Racconti nella Rete®

24° Premio letterario Racconti nella Rete 2024/2025

Premio Racconti nella Rete 2014 “Nero tra gli alberi sempreverdi” di Samantha Terrasi

Categoria: Premio Racconti nella Rete 2014

24 Novembre 2009

Questo viaggio comincia con la vista di Santa Rita avvolta nella  nebbia. Un treno mi aspetta sui binari per lasciare Torino alle ventidue e venti. Viaggerò l’intera notte affondando la testa nel giubbotto, respirando la mia stessa aria. Arriverò a Roma per affrontare un pezzo del mio passato.  Un passato che non è un romanzo.

Un passato che è scivolato su qualche schiaffo, su qualche ferita di troppo. E’ un viaggio nel Viaggio, è un percorso che è cominciato con il sole di Ottobre. È un passato tagliente ma Mio.

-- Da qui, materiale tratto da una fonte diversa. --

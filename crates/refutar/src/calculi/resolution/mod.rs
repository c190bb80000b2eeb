use std::{
    fmt,
    time::{Duration, Instant},
};

use serde::{Deserialize, Serialize};
use thiserror::Error;

use crate::parse::{InputErr, ParseErr};

pub mod fo;
pub mod rule;
pub mod saturation;


pub use fo::{FORefutation, Move, State};
pub use rule::resolve;
pub use saturation::{prove, NoTrace, Proof, ResolutionStep, Saturation, Status, TraceSink};

/// Limits for a saturation run. Every limit is off by default.
#[derive(Debug, Clone, Default, PartialEq, Eq, Deserialize, Serialize)]
#[serde(rename_all = "camelCase")]
#[serde(default)]
pub struct Params {
    pub max_rounds: Option<usize>,
    pub max_clauses: Option<usize>,
    pub timeout_ms: Option<u64>,
    /// Skip clause pairs already resolved in an earlier round.
    pub skip_resolved_pairs: bool,
}

impl Params {
    pub fn timeout(&self) -> Option<Duration> {
        self.timeout_ms.map(Duration::from_millis)
    }

    /// The instant at which a run started now has to give up.
    pub fn deadline(&self) -> Option<Instant> {
        self.timeout().and_then(|t| Instant::now().checked_add(t))
    }
}

impl fmt::Display for Params {
    fn fmt(&self, f: &mut fmt::Formatter<'_>) -> fmt::Result {
        write!(
            f,
            "{:?}|{:?}|{:?}|{}",
            self.max_rounds, self.max_clauses, self.timeout_ms, self.skip_resolved_pairs
        )
    }
}

/// The limit that stopped a run.
#[derive(Debug, Clone, Copy, PartialEq, Eq)]
pub enum Budget {
    Rounds(usize),
    Clauses(usize),
    Time(Duration),
}

impl fmt::Display for Budget {
    fn fmt(&self, f: &mut fmt::Formatter<'_>) -> fmt::Result {
        match self {
            Budget::Rounds(n) => write!(f, "no verdict within {n} rounds"),
            Budget::Clauses(n) => write!(f, "the knowledge base would grow beyond {n} clauses"),
            Budget::Time(d) => write!(f, "no verdict within {} ms", d.as_millis()),
        }
    }
}

#[derive(Debug, Clone, PartialEq, Eq, Error)]
pub enum Err {
    #[error("Invalid literal '{literal}': {source}")]
    Parse {
        literal: String,
        #[source]
        source: ParseErr,
    },
    #[error("Input is not a sequence of clause sets: {0}")]
    InputFormat(ParseErr),
    #[error("The knowledge base is empty")]
    EmptyKnowledgeBase,
    #[error("Budget exceeded: {0}")]
    BudgetExceeded(Budget),
    #[error("The refutation has already terminated with status {0}")]
    Terminated(Status),
    #[error("Ill-formed state: {0}")]
    IllFormedState(String),
}

impl From<InputErr> for Err {
    fn from(e: InputErr) -> Self {
        match e {
            InputErr::Format(e) => Self::InputFormat(e),
            InputErr::Literal { literal, source } => Self::Parse { literal, source },
            InputErr::EmptyKnowledgeBase => Self::EmptyKnowledgeBase,
        }
    }
}

pub type RefResult<T> = Result<T, Err>;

Questo viaggio comincia ora, dal finestrino di un autobus. Nella nebbia.

 

 

Ha ragione Vittoria non devo pentirmi di quello che è successo. Devo guardare al passato con fierezza. Ne devo lasciare testimonianza? Il treno è partito e fuori è buio. Perché sono salita su questo treno?

 

 

25 Novembre 2009

 

 

 

ore 6.30

Sono davanti a un cappuccino con cornetto. Ho gli occhi ancora attaccati dal sonno, da una notte trascorsa attraversando i binari. Il solito viaggio, il solito treno. Questa volta ho chiuso la tenda, ho voluto cancellare il mondo fuori per una manciata di ore. Il viaggio della miseria.

Mi hanno detto di vestirmi bene ma invece ho solo un paio di jeans e un maglione beige. Anonimo. Voglio solo che finisca in fretta o che non arrivi mai quel momento. Non so cosa aspettarmi, ho paura. Sono solo le sei e mezza e in questa mattinata ancora buia, Roma mi sembra persa. O è solo la percezione che io ho di me. Gente veloce che corre, si guarda intorno ma forse non sa neanche dove andare, cosa cercare in fondo. Gente con grandi buste da portare. Gente che spolvera una mattina ancora da vivere che in questo caffè sa di valigie, di cornetti scaldati e cappuccini bollenti. Un signore legge il giornale con una grande lente. Un tassista al di là del vetro si accende una sigaretta. Due russi parlano la loro lingua incomprensibile, è come se si supportassero a vicenda. E’ una questione di sguardi. I loro sono lontani magari ancora nella loro patria sotto qualche coltre di neve.

 

ore 7.30

Mi sono comparse due lacrime. Ricaccio dentro l’amarezza. Non serve, non aiuta. E’ solo una compagna scomoda. Non serve a far passare le cose anzi le sotterra. La data del display del cellulare segna 25 Novembre. Ai giorni non si fugge. Un cartellone grande raffigura una donna che sorride. Fa colazione. Il muro intorno è un mosaico consumato. La gente comincia  a guardarmi, sono ferma qui da un’ora.

 

 

 

ore 8.30

Si sta facendo giorno sempre più velocemente. Gli autobus passano ancora lenti, la gente si infila sotto le fermate ancora con gli occhi chiusi. Davanti a me si ferma un serbo, parla di guerra in un italiano da straniero. Dice che l’Italia parteciperà di nuovo al massacro della sua gente. Due ragazzi si sono seduti adesso. Hanno due zaini enormi. Uno sembra un pirata. Ha due orecchini grandi. Si guardano intorno. Ormai il bar è quasi tutto pieno.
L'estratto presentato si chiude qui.